Word for word, return the lines from the top of the listing to the line containing "pub fn parse_response(raw: &str)", both ends included, and no others.

STORED DATA START

use std::fmt;

use thiserror::Error;

/// Which repeatable header flag a value came from.
#[derive(Debug, Clone, Copy, PartialEq, Eq)]
pub enum HeaderKind {
    Request,
    Response,
}

impl fmt::Display for HeaderKind {
    fn fmt(&self, f: &mut fmt::Formatter<'_>) -> fmt::Result {
        match self {
            HeaderKind::Request => f.write_str("request header"),
            HeaderKind::Response => f.write_str("response header"),
        }
    }
}

#[derive(Debug, Clone, PartialEq, Eq, Error)]
pub enum FlagError {
    #[error("empty {0} value")]
    EmptyHeader(HeaderKind),

    #[error("invalid {kind} value: {value}")]
    MalformedHeader { kind: HeaderKind, value: String },

    // The raw value holds a password, keep it out of the message.
    #[error("invalid basic auth value, expected \"username:password\"")]
    MalformedAuth,
}

/// A `Name: Value` pair given on the command line.
///
/// Used both for headers sent with the request and for the values expected
/// back in the response.
#[derive(Debug, Clone, PartialEq, Eq)]
pub struct HeaderPair {
    pub name: String,
    pub value: String,
}

impl HeaderPair {
    pub fn parse_request(raw: &str) -> Result<Self, FlagError> {
        Self::parse(raw, HeaderKind::Request)
    }

    pub fn parse_response(raw: &str) -> Result<Self, FlagError> {
        Self::parse(raw, HeaderKind::Response)
    }

    pub fn parse(raw: &str, kind: HeaderKind) -> Result<Self, FlagError> {
        if raw.trim().is_empty() {
            return Err(FlagError::EmptyHeader(kind));
        }
        let (name, value) = split_pair(raw).ok_or_else(|| FlagError::MalformedHeader {
            kind,
            value: raw.trim().to_string(),
        })?;
        Ok(HeaderPair { name, value })
    }

    /// Key used in the `response_headers` json map.
    #[must_use]
    pub fn map_key(&self) -> String {
        format!("{}={}", self.name, self.value)
    }
}

/// Basic auth `username:password`.
#[derive(Clone, PartialEq, Eq)]
pub struct Credentials {
    pub username: String,
    pub password: String,
}

impl Credentials {
    pub fn parse(raw: &str) -> Result<Self, FlagError> {
        let (username, password) = split_pair(raw).ok_or(FlagError::MalformedAuth)?;
        Ok(Credentials { username, password })
    }
}

/// Value of the auth flag. An empty value means no basic auth.
#[derive(Debug, Clone, PartialEq, Eq)]
pub struct AuthFlag(pub Option<Credentials>);

impl AuthFlag {
    pub fn parse(raw: &str) -> Result<Self, FlagError> {
        if raw.trim().is_empty() {
            return Ok(AuthFlag(None));
        }
        Credentials::parse(raw).map(|credentials| AuthFlag(Some(credentials)))
    }
}

impl fmt::Debug for Credentials {
    fn fmt(&self, f: &mut fmt::Formatter<'_>) -> fmt::Result {
        f.debug_struct("Credentials")
            .field("username", &self.username)
            .field("password", &"***")
            .finish()
    }
}

/// Splits `left:right` on its only colon, trimming both sides.
///
/// Returns `None` unless there is exactly one `:` and both trimmed sides are
/// non-empty.
fn split_pair(raw: &str) -> Option<(String, String)> {
    let raw = raw.trim();
    if raw.matches(':').count() != 1 {
        return None;
    }
    let (left, right) = raw.split_once(':')?;
    let (left, right) = (left.trim(), right.trim());
    if left.is_empty() || right.is_empty() {
        return None;
    }
    Some((left.to_string(), right.to_string()))
}

#[cfg(test)]
mod tests {
    use super::*;
    use rstest::rstest;

    #[rstest]
    #[case("foo:bar", Some(("foo", "bar")))]
    #[case("Authorization: Bearer TOKEN", Some(("Authorization", "Bearer TOKEN")))]
    #[case("  X-Api-Key :  APIKEY  ", Some(("X-Api-Key", "APIKEY")))]
    #[case("foobar", None)]
    #[case("foo.bar", None)]
    #[case("foo;bar", None)]
    #[case("foo:bar:baz", None)]
    #[case(":bar", None)]
    #[case("foo:", None)]
    #[case("foo:   ", None)]
    #[case("   :bar", None)]
    #[case(":", None)]
    fn test_split_pair(#[case] raw: &str, #[case] expected: Option<(&str, &str)>) {
        let got = split_pair(raw);
        let expected = expected.map(|(l, r)| (l.to_string(), r.to_string()));
        assert_eq!(got, expected);
    }

    #[rstest]
    #[case("")]
    #[case("   ")]
    fn test_empty_header_is_rejected(#[case] raw: &str) {
        assert_eq!(
            HeaderPair::parse_request(raw),
            Err(FlagError::EmptyHeader(HeaderKind::Request))
        );
        assert_eq!(
            HeaderPair::parse_response(raw),
            Err(FlagError::EmptyHeader(HeaderKind::Response))
        );
    }

    #[test]
    fn test_malformed_header_message() {
        let err = HeaderPair::parse_request(" foo:bar:baz ").unwrap_err();
        assert_eq!(err.to_string(), "invalid request header value: foo:bar:baz");

        let err = HeaderPair::parse_response("foobar").unwrap_err();
        assert_eq!(err.to_string(), "invalid response header value: foobar");
    }

    #[test]
    fn test_map_key() {
        let pair = HeaderPair::parse_response("Server: FakeServer").unwrap();
        assert_eq!(pair.map_key(), "Server=FakeServer");
    }

    #[rstest]
    #[case("foobar")]
    #[case("foo-bar")]
    #[case("user:pa:ss")]
    #[case("user:")]
    fn test_malformed_auth(#[case] raw: &str) {
        assert_eq!(Credentials::parse(raw), Err(FlagError::MalformedAuth));
    }

    #[rstest]
    #[case("")]
    #[case("   ")]
    fn test_empty_auth_flag_means_no_auth(#[case] raw: &str) {
        assert_eq!(AuthFlag::parse(raw), Ok(AuthFlag(None)));
    }

    #[test]
    fn test_auth_flag_still_rejects_malformed_values() {
        assert_eq!(AuthFlag::parse("foobar"), Err(FlagError::MalformedAuth));
        let flag = AuthFlag::parse("user:pass").unwrap();
        assert_eq!(flag.0.map(|c| c.username).as_deref(), Some("user"));
    }

    #[test]
    fn test_auth_is_trimmed_and_hidden_in_debug() {
        let creds = Credentials::parse(" user : secret ").unwrap();
        assert_eq!(creds.username, "user");
        assert_eq!(creds.password, "secret");
        assert!(!format!("{creds:?}").contains("secret"));
    }
}
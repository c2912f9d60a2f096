use thiserror::Error;

use crate::config::pair::FlagError;

pub type Result<T> = std::result::Result<T, Error>;

/// Everything that can end a check early.
///
/// None of these are retried: the first one raised is reported on standard
/// error and the process exits with status 1.
#[derive(Debug, Error)]
pub enum Error {
    #[error("url parse error: empty url")]
    EmptyUrl,

    #[error("url parse error: parse {url:?}: {source}")]
    UrlParse {
        url: String,
        #[source]
        source: url::ParseError,
    },

    #[error("url parse error: parse {url:?}: invalid URI for request")]
    NotRequestUri { url: String },

    #[error("invalid timeout value: {0}")]
    TimeoutOutOfRange(i64),

    #[error(transparent)]
    Flag(#[from] FlagError),

    #[error("request error: {0}")]
    RequestConstruction(#[source] reqwest::Error),

    #[error("response error: {0}")]
    Network(#[source] reqwest::Error),

    #[error("body read (gzip) error: {0}")]
    BodyRead(#[source] std::io::Error),

    #[error("json marshal error: {0}")]
    Serialization(#[source] serde_json::Error),

    #[error("write error: {0}")]
    Write(#[source] std::io::Error),
}

impl Error {
    /// Errors raised before any network I/O is attempted.
    #[must_use]
    pub fn is_input(&self) -> bool {
        matches!(
            self,
            Error::EmptyUrl
                | Error::UrlParse { .. }
                | Error::NotRequestUri { .. }
                | Error::TimeoutOutOfRange(_)
                | Error::Flag(_)
        )
    }
}
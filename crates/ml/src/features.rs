// Feature engineering

use matchup_models::{recent_matches_of, Feature, FeatureVector, MatchRecord, MatchupError};
use thiserror::Error;

#[derive(Error, Debug, Clone, PartialEq, Eq)]
pub enum FeatureError {
    #[error("no matches to prepare")]
    NoMatches,

    #[error("match {row} ({home} vs {away}) is missing statistic column {column}")]
    MissingStatistic {
        row: usize,
        home: String,
        away: String,
        column: &'static str,
    },

    #[error("no recent {feature} data for {team}")]
    NoRecentForm { team: String, feature: &'static str },
}

impl From<FeatureError> for MatchupError {
    fn from(err: FeatureError) -> Self {
        MatchupError::insufficient(err.to_string())
    }
}

/// Projects raw match rows onto the fixed 16-column feature layout.
#[derive(Debug, Clone, Copy, Default)]
pub struct FeatureEngineer;

impl FeatureEngineer {
    pub fn new() -> Self {
        Self
    }

    /// One vector per match, in input order. Any record lacking a statistic
    /// fails the whole batch rather than being zero-filled.
    pub fn prepare(&self, records: &[MatchRecord]) -> Result<Vec<FeatureVector>, FeatureError> {
        if records.is_empty() {
            return Err(FeatureError::NoMatches);
        }

        records
            .iter()
            .enumerate()
            .map(|(row, record)| Self::project(row, record))
            .collect()
    }

    fn project(row: usize, record: &MatchRecord) -> Result<FeatureVector, FeatureError> {
        let mut vector = FeatureVector::zeros();
        for feature in Feature::ALL {
            let value = record.stat(feature).ok_or_else(|| FeatureError::MissingStatistic {
                row,
                home: record.home_team.clone(),
                away: record.away_team.clone(),
                column: feature.source_column(),
            })?;
            vector.set(feature, f64::from(value));
        }
        Ok(vector)
    }

    /// Expected statistics for an unplayed fixture, from each side's recent form.
    ///
    /// For every statistic a team's figure is the average of its home-side mean
    /// (over its last `window` home games) and its away-side mean (over its away
    /// games); a side with no games falls back to the other. The home team fills
    /// the home columns, the away team the away columns.
    pub fn expected_fixture(
        &self,
        league_records: &[MatchRecord],
        home_team: &str,
        away_team: &str,
        window: usize,
    ) -> Result<FeatureVector, FeatureError> {
        let home_recent = recent_matches_of(league_records, home_team, window);
        let away_recent = recent_matches_of(league_records, away_team, window);

        let mut vector = FeatureVector::zeros();
        for feature in Feature::ALL {
            let (team, recent) = if feature.is_home_side() {
                (home_team, &home_recent)
            } else {
                (away_team, &away_recent)
            };
            let value = Self::team_form(recent, team, feature).ok_or_else(|| FeatureError::NoRecentForm {
                team: team.to_string(),
                feature: feature.name(),
            })?;
            vector.set(feature, value);
        }
        Ok(vector)
    }

    // `feature` names the statistic; which column is read depends on the side
    // the team played on in each fixture.
    fn team_form(recent: &[MatchRecord], team: &str, feature: Feature) -> Option<f64> {
        let (home_col, away_col) = if feature.is_home_side() {
            (feature, feature.mirrored())
        } else {
            (feature.mirrored(), feature)
        };

        let as_home = mean(recent.iter().filter(|m| m.is_home(team)).filter_map(|m| m.stat(home_col)));
        let as_away = mean(recent.iter().filter(|m| m.is_away(team)).filter_map(|m| m.stat(away_col)));

        match (as_home, as_away) {
            (Some(h), Some(a)) => Some((h + a) / 2.0),
            (Some(h), None) => Some(h),
            (None, Some(a)) => Some(a),
            (None, None) => None,
        }
    }
}

fn mean(values: impl Iterator<Item = u32>) -> Option<f64> {
    let (sum, count) = values.fold((0.0, 0usize), |(s, c), v| (s + f64::from(v), c + 1));
    (count > 0).then(|| sum / count as f64)
}
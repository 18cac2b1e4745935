// Prediction service

use std::sync::Arc;

use chrono::{DateTime, Utc};
use matchup_ml::{fixture_summary, FeatureEngineer};
use matchup_models::{ClusterProfile, FeatureVector, KScore, MatchupError, MatchupPrediction};
use matchup_store::DatasetAccessor;
use serde::{Deserialize, Serialize};
use tracing::info;

use crate::coordinator::{BuildCoordinator, CacheOutcome, ResolvedArtifact};

pub const DEFAULT_FORM_WINDOW: usize = 40;

/// How a set of profiles came to be, for operators and API consumers.
#[derive(Debug, Clone, PartialEq, Serialize, Deserialize)]
pub struct Diagnostics {
    pub cache_key: String,
    pub outcome: CacheOutcome,
    pub chosen_k: usize,
    pub policy: String,
    pub scores: Vec<KScore>,
    pub match_count: usize,
    pub build_timestamp: DateTime<Utc>,
    pub data_as_of: DateTime<Utc>,
}

impl Diagnostics {
    fn from_resolved(resolved: &ResolvedArtifact) -> Self {
        let bundle = &resolved.bundle;
        Self {
            cache_key: resolved.key.to_string(),
            outcome: resolved.outcome,
            chosen_k: bundle.cluster_count,
            policy: bundle.policy.clone(),
            scores: bundle.scores.clone(),
            match_count: bundle.match_count,
            build_timestamp: bundle.build_timestamp,
            data_as_of: bundle.data_as_of,
        }
    }
}

#[derive(Debug, Clone, PartialEq, Serialize, Deserialize)]
pub struct ProfilesResponse {
    pub profiles: Vec<ClusterProfile>,
    pub diagnostics: Diagnostics,
}

/// Caller-facing entry point. Holds no model state of its own; every answer
/// comes from the artifact the coordinator resolves for that request.
pub struct PredictorService {
    coordinator: Arc<BuildCoordinator>,
    dataset: Arc<dyn DatasetAccessor>,
    engineer: FeatureEngineer,
    form_window: usize,
}

impl PredictorService {
    pub fn new(coordinator: Arc<BuildCoordinator>, dataset: Arc<dyn DatasetAccessor>, form_window: usize) -> Self {
        Self {
            coordinator,
            dataset,
            engineer: FeatureEngineer::new(),
            form_window: form_window.max(1),
        }
    }

    pub fn coordinator(&self) -> &Arc<BuildCoordinator> {
        &self.coordinator
    }

    pub async fn resolve_profiles(
        &self,
        league: &str,
        team_a: &str,
        team_b: &str,
        cluster_hint: Option<usize>,
    ) -> Result<ProfilesResponse, MatchupError> {
        let resolved = self.coordinator.resolve(league, team_a, team_b, cluster_hint).await?;
        Ok(ProfilesResponse {
            profiles: resolved.bundle.profiles.clone(),
            diagnostics: Diagnostics::from_resolved(&resolved),
        })
    }

    /// Profile of the cluster nearest to `features` in the matchup's model.
    pub async fn predict(
        &self,
        league: &str,
        team_a: &str,
        team_b: &str,
        features: &FeatureVector,
    ) -> Result<ClusterProfile, MatchupError> {
        if !features.is_finite() {
            return Err(MatchupError::insufficient("feature vector contains non-finite values"));
        }
        let resolved = self.coordinator.resolve(league, team_a, team_b, None).await?;
        let (_, profile) = assign(&resolved, features)?;
        Ok(profile)
    }

    /// Predicts an unplayed fixture from both sides' recent league form.
    pub async fn predict_upcoming(
        &self,
        league: &str,
        home_team: &str,
        away_team: &str,
    ) -> Result<MatchupPrediction, MatchupError> {
        let resolved = self.coordinator.resolve(league, home_team, away_team, None).await?;

        let league_matches = self.dataset.get_matches(league).await?;
        let expected = self
            .engineer
            .expected_fixture(&league_matches, home_team, away_team, self.form_window)?;

        let (cluster_id, profile) = assign(&resolved, &expected)?;
        let summary = fixture_summary(&profile, home_team, away_team);
        info!(
            key = %resolved.key,
            home_team,
            away_team,
            cluster_id,
            label = %profile.label,
            "🎯 upcoming fixture assigned"
        );

        Ok(MatchupPrediction {
            home_team: home_team.to_string(),
            away_team: away_team.to_string(),
            cluster_id,
            profile,
            expected_features: expected,
            summary,
        })
    }
}

fn assign(resolved: &ResolvedArtifact, features: &FeatureVector) -> Result<(usize, ClusterProfile), MatchupError> {
    let bundle = &resolved.bundle;
    bundle
        .assign(features)
        .and_then(|id| bundle.profile(id).map(|p| (id, p.clone())))
        .ok_or_else(|| MatchupError::numerical(format!("artifact {} has no cluster for the input", resolved.key)))
}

STORED DATA END

_ANSWER TO THIS TASK_
use std::fmt;

use thiserror::Error;

/// Which repeatable header flag a value came from.
#[derive(Debug, Clone, Copy, PartialEq, Eq)]
pub enum HeaderKind {
    Request,
    Response,
}

impl fmt::Display for HeaderKind {
    fn fmt(&self, f: &mut fmt::Formatter<'_>) -> fmt::Result {
        match self {
            HeaderKind::Request => f.write_str("request header"),
            HeaderKind::Response => f.write_str("response header"),
        }
    }
}

#[derive(Debug, Clone, PartialEq, Eq, Error)]
pub enum FlagError {
    #[error("empty {0} value")]
    EmptyHeader(HeaderKind),

    #[error("invalid {kind} value: {value}")]
    MalformedHeader { kind: HeaderKind, value: String },

    // The raw value holds a password, keep it out of the message.
    #[error("invalid basic auth value, expected \"username:password\"")]
    MalformedAuth,
}

/// A `Name: Value` pair given on the command line.
///
/// Used both for headers sent with the request and for the values expected
/// back in the response.
#[derive(Debug, Clone, PartialEq, Eq)]
pub struct HeaderPair {
    pub name: String,
    pub value: String,
}

impl HeaderPair {
    pub fn parse_request(raw: &str) -> Result<Self, FlagError> {
        Self::parse(raw, HeaderKind::Request)
    }

    pub fn parse_response(raw: &str) -> Result<Self, FlagError> {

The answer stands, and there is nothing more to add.